7. How much money can businesses receive under the loan program?

Eligible firms can receive up to the lesser of (i) two and a half (2.5) months’ worth of certain Payroll Costs, and (ii) $10 million. For purposes of the PPP, “Payroll Costs” include salaries (up to an annualized rate of $100,000 per employee), paid time off (including vacation, parental leave, family leave, and medical leave), severance pay, group health care benefits, retirement benefits, and payment of state and local income tax on employee compensation. Payroll Costs do not include (a) salary for any employee in excess of an annualized rate of $100,000, (b) certain taxes imposed or withheld, including disability insurance tax and federal income tax, (c) compensation of employees based outside the U.S., and/or (d) paid leave that is eligible for a credit under the Families First Coronavirus Response Act (discussed here).

8. Under what circumstances will a PPP loan be forgiven?

PPP loans generally will be forgiven to the extent that they are used for the following purposes during the eight (8) week period after the loan originates: (i) Payroll Costs, (ii) interest payments on mortgage obligations, (iii) rent payments, and/or (iv) utility payments; provided that the amount of loan forgiveness will be reduced based on any reduction to the number of employees and/or to employee compensation over the loan period.

9. What are the other terms of a PPP loan?

PPP loans have several borrower-friendly terms. Borrower and lender fees are waived, as are collateral and personal guarantee requirements. The maximum interest rate is four (4) percent, and loan maturity can be as long as ten (10) years. No prepayment fees are charged. Loan payments can be deferred for six (6) to twelve (12) months.

10. Will my firm’s receipt of a forgivable PPP loan disqualify it from receiving tax credits under the CARES Act?

Yes. A firm that receives a PPP loan is ineligible for the CARES Act’s Employee Retention Payroll Tax Credit3 and/or the Act’s Delay of Payment of Employer Payroll Taxes program.4 Those tax-related provisions of the Act are discussed here.

11. What lenders can issue a PPP loan?

The SBA lender list can be found here. Firms should navigate to the link of their local SBA office, which will have a resource guide listing the relevant information.

12. Are certain businesses more likely to receive loans than others?
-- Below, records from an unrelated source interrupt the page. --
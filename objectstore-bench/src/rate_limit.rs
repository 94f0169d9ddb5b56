//! Global request rate limiting shared by all workers of a benchmark.

use std::fmt;
use std::sync::Mutex;
use std::time::Duration;

use tokio::time::Instant;
use tokio_util::sync::CancellationToken;

/// Signals that a worker should stop issuing operations.
///
/// This is returned when the run was cancelled before or while waiting for request budget. It is
/// a regular termination signal, not a failure.
#[derive(Clone, Copy, Debug, Eq, PartialEq)]
pub struct Stopped;

impl fmt::Display for Stopped {
    fn fmt(&self, f: &mut fmt::Formatter<'_>) -> fmt::Result {
        f.write_str("run cancelled")
    }
}

impl std::error::Error for Stopped {}

/// Limits the rate at which all workers together issue operations.
///
/// Workers [`consult`](Self::consult) the limiter before every operation. While budget is
/// available, this returns immediately. Otherwise, the worker reserves the next free slot and
/// sleeps until it is due.
#[derive(Debug)]
pub struct RateLimiter {
    rps: f64,
    bucket: Mutex<TokenBucket>,
}

impl RateLimiter {
    /// Creates a limiter for `rps` operations per second.
    ///
    /// Up to `burst` operations may be issued at once after a period of inactivity. A burst of `0`
    /// admits a single operation at a time.
    pub fn new(rps: f64, burst: u32) -> Self {
        Self {
            rps,
            bucket: Mutex::new(TokenBucket::new(rps, burst)),
        }
    }

    /// The configured rate in operations per second.
    pub fn rps(&self) -> f64 {
        self.rps
    }

    /// Waits until the caller may issue its next operation.
    ///
    /// Returns [`Stopped`] if the token is cancelled before budget becomes available.
    pub async fn consult(&self, cancel: &CancellationToken) -> Result<(), Stopped> {
        if cancel.is_cancelled() {
            return Err(Stopped);
        }

        let delay = self.bucket.lock().unwrap().reserve(Instant::now());
        if delay.is_zero() {
            return Ok(());
        }

        tokio::select! {
            biased;
            _ = cancel.cancelled() => Err(Stopped),
            _ = tokio::time::sleep(delay) => Ok(()),
        }
    }
}

/// A token bucket that hands out reservations for future tokens.
///
/// Tokens refill at a constant rate up to capacity. Each reservation consumes one token; the
/// balance may go negative, in which case the reservation is due once it has been refilled.
///
/// This implementation is not thread-safe on its own. Wrap in a `Mutex` for concurrent access.
#[derive(Debug)]
struct TokenBucket {
    refill_rate: f64,
    capacity: f64,
    tokens: f64,
    last_update: Instant,
}

impl TokenBucket {
    /// Creates a new, full token bucket.
    ///
    /// - `rps`: tokens refilled per second (sustained rate limit)
    /// - `burst`: capacity of the bucket, at least one token
    fn new(rps: f64, burst: u32) -> Self {
        let capacity = burst.max(1) as f64;
        Self {
            refill_rate: rps,
            capacity,
            tokens: capacity,
            last_update: Instant::now(),
        }
    }

    /// Reserves a token and returns how long the caller has to wait for it.
    fn reserve(&mut self, now: Instant) -> Duration {
        let elapsed = now.saturating_duration_since(self.last_update).as_secs_f64();
        self.tokens = (self.tokens + elapsed * self.refill_rate).min(self.capacity);
        self.last_update = now;

        self.tokens -= 1.0;
        if self.tokens >= 0.0 || self.refill_rate <= 0.0 {
            return Duration::ZERO;
        }

        Duration::from_secs_f64(-self.tokens / self.refill_rate)
    }
}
The Senate recommends that the SBA Administrator issue guidance “prioritize[ing] small business concerns and entities in underserved and rural markets, including veterans and members of the military community, small business concerns owned and controlled by socially and economically disadvantaged individuals . . ., women, and businesses in operation for less than 2 years.” But this list is by no means exclusive, and other businesses will be eligible for PPP loans as well.

1 See https://www.sba.gov/document/support--table-size-standards.

2 Certain industries are not subject to the 500-employee ceiling, and instead are subject to different SBA size or revenue standards. See 13 C.F.R. § 121.201. For example, certain oil and gas and manufacturing businesses have an employee threshold of between 1000 and 1500 employees, rather than 500, and e-commerce companies are subject to a revenue threshold of $41.5 million per year.

3 See CARES Act § 2301; Internal Rev. Code § 3111.

4 See CARES Act § 2302; Internal Rev. Code §§ 3111(a) and 1401(a).

DISCLAIMER: Because of the generality of this update, the information provided herein may not be applicable in all situations and should not be acted upon without specific legal advice based on particular situations.